California Labor Code § 226.7(b) states that "[a]n employer shall not require an employee to work during a meal or rest or recovery period." Violating § 226.7(b) results in a penalty of "one additional hour of pay at the employee's regular rate of compensation for each workday that the meal or rest or recovery period is not provided." § 226.7(c). "Any action on any UCL cause of action is subject to the four-year period of limitations created by that section." Cortez v. Purolator Air Filtration Prod. Co., 23 Cal.4th 163, 178 (2000).
The SAC gives an estimate of over 100 putative class members, but says nothing else about the class size. (Compl., ¶ 77.) DISH contends that it employed 1,773 class members during the four-year limitations period, starting from September 23, 2010, through October 28, 2014. (Decl. of Wodell (Docket no. 1-8), ¶ 11.) Of that group, 1,552 employees worked as full time Field Service Technicians ("FSTs") (Id.) Each worked an average of 746 days during the four-year limitations period. (Decl. of Muraco (Docket no. 1-9), ¶ 5.)) Active and former employees were paid an average hourly wage of $20.99/hour. (Id.) In calculating the meal period premiums, DISH assumes that at any time during this four-year period, an FST missed at least one meal period. By multiplying 1,552 class members by $20.99, DISH's calculations put the estimated meal period premiums at $32,576.
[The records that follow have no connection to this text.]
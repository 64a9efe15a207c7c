pub mod config;
mod helpers;
mod orchestrator;
mod types;

pub use helpers::{output_path, pair_label};
pub use orchestrator::{run_session, run_session_reported};
pub use types::{DriverState, PairOutcome, PipelineStage, ProgressReporter, RunOutput};
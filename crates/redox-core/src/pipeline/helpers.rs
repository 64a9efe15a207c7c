use std::path::{Path, PathBuf};

use ndarray::Array2;
use tracing::{debug, warn};

use crate::align::{register, shift_array, Registration};
use crate::calibrate::{apply_gain_power, normalize_signed, normalize_unit, CalibrationParams};
use crate::error::{RedoxError, Result};
use crate::frame::{Channel, ChannelImage};
use crate::io::image_io::{load_channel, save_ratio_tiff, save_rgba_image};
use crate::io::normalize_depth;
use crate::ratio::{compute_ratio, total_intensity, RatioFormula};
use crate::render::{pretty_redox, ColorTable};
use crate::session::{ImagePair, Session};
use crate::stats::{append_summary, summarize};

use super::config::{DegeneratePolicy, RunConfig};
use super::types::{PairOutcome, PipelineStage, ProgressReporter};

/// Base name shared by a pair's outputs and its summary row.
pub fn pair_label(index: usize) -> String {
    format!("redox_image_{index}")
}

/// Output file for a pair's ratio map, and for its pretty render.
pub fn output_path(results_dir: &Path, index: usize, formula: RatioFormula, pretty: bool) -> PathBuf {
    let suffix = if pretty { "_pretty" } else { "" };
    results_dir.join(format!(
        "{}_{}{suffix}.tif",
        pair_label(index),
        formula.slug()
    ))
}

/// Run `step`; under `Passthrough`, a degenerate-image error yields `fallback()` instead.
pub(super) fn tolerate_degenerate<T>(
    policy: DegeneratePolicy,
    step: Result<T>,
    fallback: impl FnOnce() -> T,
) -> Result<T> {
    match step {
        Err(RedoxError::DegenerateImage { stage, reason })
            if policy == DegeneratePolicy::Passthrough =>
        {
            warn!(stage, reason = %reason, "Degenerate image, skipping step");
            Ok(fallback())
        }
        other => other,
    }
}

/// Min-max normalize both channels with `normalize`.
///
/// Under `Passthrough`, if either channel is degenerate both are returned
/// unchanged, so the ratio never mixes a normalized channel with a raw one.
pub(super) fn normalize_pair(
    policy: DegeneratePolicy,
    fad: Array2<f32>,
    nadh: Array2<f32>,
    normalize: fn(&Array2<f32>) -> Result<Array2<f32>>,
) -> Result<(Array2<f32>, Array2<f32>)> {
    let both = normalize(&fad).and_then(|f| Ok((f, normalize(&nadh)?)));
    tolerate_degenerate(policy, both, || (fad, nadh))
}

/// Apply a channel's gain and power.
fn scale_channel(image: &ChannelImage, params: &CalibrationParams) -> Result<Array2<f32>> {
    let (gain, power) = params.for_channel(image.channel);
    apply_gain_power(&image.to_f32(), gain, power)
}

fn load_pair_channel(path: &Path, channel: Channel, index: usize) -> Result<ChannelImage> {
    let depth = normalize_depth(path)?;
    debug!(path = %path.display(), bits = depth.bits(), "Source bit depth");
    let mut image = load_channel(path, channel, index)?;
    image.bit_depth = depth;
    Ok(image)
}

/// Run the whole per-pair pipeline and persist its outputs.
pub(super) fn process_pair(
    pair: &ImagePair,
    session: &Session,
    config: &RunConfig,
    table: Option<&ColorTable>,
    reporter: &dyn ProgressReporter,
) -> Result<PairOutcome> {
    let policy = config.degenerate;

    reporter.begin_stage(PipelineStage::Loading);
    let fad_image = load_pair_channel(&pair.fad, Channel::Fad, pair.index)?;
    let nadh_image = load_pair_channel(&pair.nadh, Channel::Nadh, pair.index)?;
    if fad_image.data.dim() != nadh_image.data.dim() {
        return Err(RedoxError::ShapeMismatch {
            fad_width: fad_image.width(),
            fad_height: fad_image.height(),
            nadh_width: nadh_image.width(),
            nadh_height: nadh_image.height(),
        });
    }

    reporter.begin_stage(PipelineStage::Calibrating);
    let (fad, nadh) = normalize_pair(
        policy,
        scale_channel(&fad_image, &config.calibration)?,
        scale_channel(&nadh_image, &config.calibration)?,
        normalize_signed,
    )?;

    reporter.begin_stage(PipelineStage::Registering);
    let registration: Option<Registration> = if config.registration.enabled {
        tolerate_degenerate(
            policy,
            register(&fad, &nadh, config.registration.subpixel).map(Some),
            || None,
        )?
    } else {
        None
    };
    let aligned_fad = match &registration {
        Some(reg) => {
            debug!(index = pair.index, shift = %reg.shift, score = reg.score, "Registered FAD onto NADH");
            shift_array(&fad, &reg.shift)
        }
        None => fad,
    };

    reporter.begin_stage(PipelineStage::Computing);
    let total = total_intensity(&aligned_fad, &nadh)?;
    let (fad_unit, nadh_unit) = normalize_pair(policy, aligned_fad, nadh, normalize_unit)?;
    let redox = compute_ratio(&fad_unit, &nadh_unit, config.formula)?;

    let render = match table {
        Some(table) => {
            reporter.begin_stage(PipelineStage::Rendering);
            Some(pretty_redox(
                &redox.data,
                &total,
                table,
                config.render.botlim,
                config.render.uplim,
            )?)
        }
        None => None,
    };

    reporter.begin_stage(PipelineStage::Writing);
    let results_dir = session.results_dir();
    std::fs::create_dir_all(&results_dir).map_err(|e| RedoxError::fs(&results_dir, e))?;

    let ratio_path = output_path(&results_dir, pair.index, config.formula, false);
    save_ratio_tiff(&redox.data, &ratio_path)?;

    let pretty_path = match render {
        Some(render) => {
            let path = output_path(&results_dir, pair.index, config.formula, true);
            save_rgba_image(&render.rgba, &path)?;
            Some(path)
        }
        None => None,
    };

    let summary = summarize(&redox, pair.index, pair_label(pair.index));
    append_summary(&session.summary_path(), &summary)?;
    debug!(
        index = pair.index,
        mean = summary.mean,
        iqr = summary.iqr,
        pixels = summary.pixel_count,
        "Pair statistics"
    );

    Ok(PairOutcome {
        index: pair.index,
        registration,
        fad_depth: fad_image.bit_depth,
        nadh_depth: nadh_image.bit_depth,
        ratio_path,
        pretty_path,
        summary,
    })
}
DISH calculates a conservative estimate. It not only narrowed its calculations to include full-time FSTs alone, but relied on Tajonar's own allegations, which suggest that each of the 1,552 FSTs missed only one meal period during their entire employment.
Tajonar claims that "pursuant to company policy and/or practice and/or direction . . . Plaintiffs and other hourly employees were deprived of their mandatory meal periods." (SAC, ¶ 48.) FSTs install and service equipment in customer's homes, (Decl. of Wodell (Docket no. 1-8), ¶ 9.), and by doing so, were "required to miss their meal breaks in order to drive to the next installation." (SAC, ¶ 51) (emphasis added).) Construed together, these allegations suggest DISH uniformly denied each FST a meal break. As Tajonar admits, missing meal periods was the "nature of work performed" because of "strict time constraints imposed by management." (Id. ¶ 50.)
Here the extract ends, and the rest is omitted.